Instructions to follow —
The expected output is the line holding "async fn list_messages_sent_to(&self, username: &str)" plus every line after it through the end of the listing, copied exactly.
§
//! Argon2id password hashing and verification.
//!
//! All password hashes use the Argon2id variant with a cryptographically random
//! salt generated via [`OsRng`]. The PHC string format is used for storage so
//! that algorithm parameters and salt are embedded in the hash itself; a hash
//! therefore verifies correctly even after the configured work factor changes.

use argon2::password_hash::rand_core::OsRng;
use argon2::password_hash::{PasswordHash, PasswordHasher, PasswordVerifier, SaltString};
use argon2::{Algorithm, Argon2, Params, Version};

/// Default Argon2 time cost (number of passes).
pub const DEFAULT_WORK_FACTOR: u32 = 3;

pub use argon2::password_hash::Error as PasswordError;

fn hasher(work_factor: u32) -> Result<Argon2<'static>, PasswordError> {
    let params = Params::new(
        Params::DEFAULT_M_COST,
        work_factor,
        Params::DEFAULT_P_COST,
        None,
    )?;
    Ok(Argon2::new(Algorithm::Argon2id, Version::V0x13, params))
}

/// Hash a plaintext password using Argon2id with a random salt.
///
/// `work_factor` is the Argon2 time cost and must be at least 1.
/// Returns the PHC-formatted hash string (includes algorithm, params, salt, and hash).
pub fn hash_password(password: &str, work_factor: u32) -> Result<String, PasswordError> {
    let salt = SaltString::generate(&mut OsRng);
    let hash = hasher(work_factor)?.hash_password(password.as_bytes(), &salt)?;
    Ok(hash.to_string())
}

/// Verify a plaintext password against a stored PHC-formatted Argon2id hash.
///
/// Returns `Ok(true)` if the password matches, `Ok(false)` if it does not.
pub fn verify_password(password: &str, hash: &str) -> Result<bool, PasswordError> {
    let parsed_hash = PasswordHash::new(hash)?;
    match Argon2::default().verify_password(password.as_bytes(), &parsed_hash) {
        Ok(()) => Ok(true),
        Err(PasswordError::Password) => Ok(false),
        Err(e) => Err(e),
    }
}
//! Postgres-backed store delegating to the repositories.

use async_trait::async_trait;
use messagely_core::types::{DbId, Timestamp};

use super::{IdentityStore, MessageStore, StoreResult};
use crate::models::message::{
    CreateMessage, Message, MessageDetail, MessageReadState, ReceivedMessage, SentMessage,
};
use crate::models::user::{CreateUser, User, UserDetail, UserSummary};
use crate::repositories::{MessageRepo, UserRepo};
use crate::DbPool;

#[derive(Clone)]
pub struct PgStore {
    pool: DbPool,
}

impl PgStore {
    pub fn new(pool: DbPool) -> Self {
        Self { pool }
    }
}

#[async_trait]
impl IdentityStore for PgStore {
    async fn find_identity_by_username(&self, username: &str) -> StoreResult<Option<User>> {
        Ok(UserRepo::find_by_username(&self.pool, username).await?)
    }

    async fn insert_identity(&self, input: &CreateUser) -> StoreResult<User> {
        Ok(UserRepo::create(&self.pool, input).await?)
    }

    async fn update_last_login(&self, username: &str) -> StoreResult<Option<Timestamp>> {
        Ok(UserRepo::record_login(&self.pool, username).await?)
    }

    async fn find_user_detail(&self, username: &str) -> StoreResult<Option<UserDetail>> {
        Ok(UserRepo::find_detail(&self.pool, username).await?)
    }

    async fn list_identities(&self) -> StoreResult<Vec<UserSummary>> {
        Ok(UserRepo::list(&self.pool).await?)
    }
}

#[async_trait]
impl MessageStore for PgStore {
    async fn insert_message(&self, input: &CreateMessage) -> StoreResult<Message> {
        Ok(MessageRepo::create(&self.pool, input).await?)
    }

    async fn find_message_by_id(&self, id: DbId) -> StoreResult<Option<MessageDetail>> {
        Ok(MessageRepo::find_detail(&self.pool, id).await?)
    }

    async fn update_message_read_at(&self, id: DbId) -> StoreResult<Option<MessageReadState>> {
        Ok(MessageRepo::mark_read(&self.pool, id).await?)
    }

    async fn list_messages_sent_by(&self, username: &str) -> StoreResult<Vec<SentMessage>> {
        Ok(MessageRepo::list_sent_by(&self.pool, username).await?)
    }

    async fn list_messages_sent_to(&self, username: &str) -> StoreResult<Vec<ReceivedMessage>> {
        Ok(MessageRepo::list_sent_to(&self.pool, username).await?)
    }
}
§
Answer to the problem —
    async fn list_messages_sent_to(&self, username: &str) -> StoreResult<Vec<ReceivedMessage>> {
        Ok(MessageRepo::list_sent_to(&self.pool, username).await?)
    }
}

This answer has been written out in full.